Chemical and physical data
- Formula: C_{12}H_{17}N
- Molar mass: 175.275 g·mol^{−1}
- 3D model (JSmol): Interactive image;
- SMILES C1CCNC(C1)CC2=CC=CC=C2;
- InChI InChI=1S/C12H17N/c1-2-6-11(7-3-1)10-12-8-4-5-9-13-12/h1-3,6-7,12-13H,4-5,8-10H2; Key:ITXCORRITGNIHP-UHFFFAOYSA-N;

= 2-Benzylpiperidine =

Chemical compound

2-Benzylpiperidine is a stimulant drug of the arylpiperidine family. It is similar in structure to certain other stimulants such as methylphenidate and desoxypipradrol. However, it is far less potent as a monoamine reuptake inhibitor in comparison. The drug is little used as a stimulant, with its main use being as a synthetic intermediate in the manufacture of other drugs.

== Pharmacology ==

The affinity (K_{i}) of 2-benzylpiperidine for the dopamine transporter (DAT) has been reported to be 6,360 nM and its functional inhibition (IC_{50}) of the DAT has been reported to be 3,780 to 8,800 nM. These values were 85-fold and 53- to 38-fold lower than those of methylphenidate, respectively. It produced 36% inhibition of binding to the norepinephrine transporter (NET) and 22% inhibition of binding to the serotonin transporter (SERT) at a concentration of 10,000 nM. However, 2-phenylpiperidine might have actually been assayed by mistake in one of the two studies that reported the preceding values, and so some of the values might be incorrect. In another older study, 2-benzylpiperidine was reported to be similarly potent to dextroamphetamine in terms of norepinephrine reuptake inhibition.

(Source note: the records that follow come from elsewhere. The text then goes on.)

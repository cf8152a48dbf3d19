//! Parcel adjacency and hop distances

pub mod graph;
pub mod search;
pub mod table;

pub use graph::AdjacencyGraph;
pub use search::{find_hops, find_path};
pub use table::DistanceTable;
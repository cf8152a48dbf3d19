//! Town Layout - Entry Point
//!
//! Generates one town and prints a summary, optionally writing the full
//! snapshot as JSON.

use std::fs;
use std::path::PathBuf;

use clap::Parser;
use town_layout::core::config::LayoutConfig;
use town_layout::core::error::Result;
use town_layout::town::Town;

/// Generate a town layout
#[derive(Parser, Debug)]
#[command(name = "town-layout")]
#[command(about = "Generate a town's streets, lots and distance table")]
struct Args {
    /// Random seed for deterministic runs
    #[arg(long)]
    seed: Option<u64>,

    /// TOML file with layout settings; flags override it
    #[arg(long)]
    config: Option<PathBuf>,

    /// Side length of the land (power of two)
    #[arg(long)]
    land_size: Option<u32>,

    /// Regenerate until at least this many tracts exist
    #[arg(long)]
    min_tracts: Option<usize>,

    /// Write the town snapshot as JSON to this file
    #[arg(long)]
    output: Option<PathBuf>,
}

fn main() -> Result<()> {
    tracing_subscriber::fmt()
        .with_env_filter(
            tracing_subscriber::EnvFilter::try_from_default_env()
                .unwrap_or_else(|_| "town_layout=info".into()),
        )
        .init();

    let args = Args::parse();

    let mut config = match &args.config {
        Some(path) => LayoutConfig::load(path)?,
        None => LayoutConfig::new(),
    };
    if let Some(seed) = args.seed {
        config.seed = seed;
    }
    if let Some(land_size) = args.land_size {
        config.land_size = land_size;
    }
    if let Some(min_tracts) = args.min_tracts {
        config.min_tracts = min_tracts;
    }

    let town = Town::generate(&config)?;
    let snapshot = town.snapshot();
    println!("{}", snapshot.summary());

    if let Some(path) = &args.output {
        fs::write(path, snapshot.to_json()?)?;
        tracing::info!(path = %path.display(), "Wrote town snapshot");
    }

    Ok(())
}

==Analogues and derivatives==
Derivatives of 2-benzylpiperidine, such as the cathinone-like derivative α-keto-2-benzylpiperidine and its 4-methyl, 4-halo, and 3,4-dichloro analogues, have been synthesized and have been found to be much more potent as dopamine reuptake inhibitors. Another analogue of 2-benzylpiperidine, 3-phenylpiperidine, is also more potent as a monoamine reuptake inhibitor in comparison, with higher affinities for the monoamine transporters and ~8-fold higher functional inhibition of the DAT.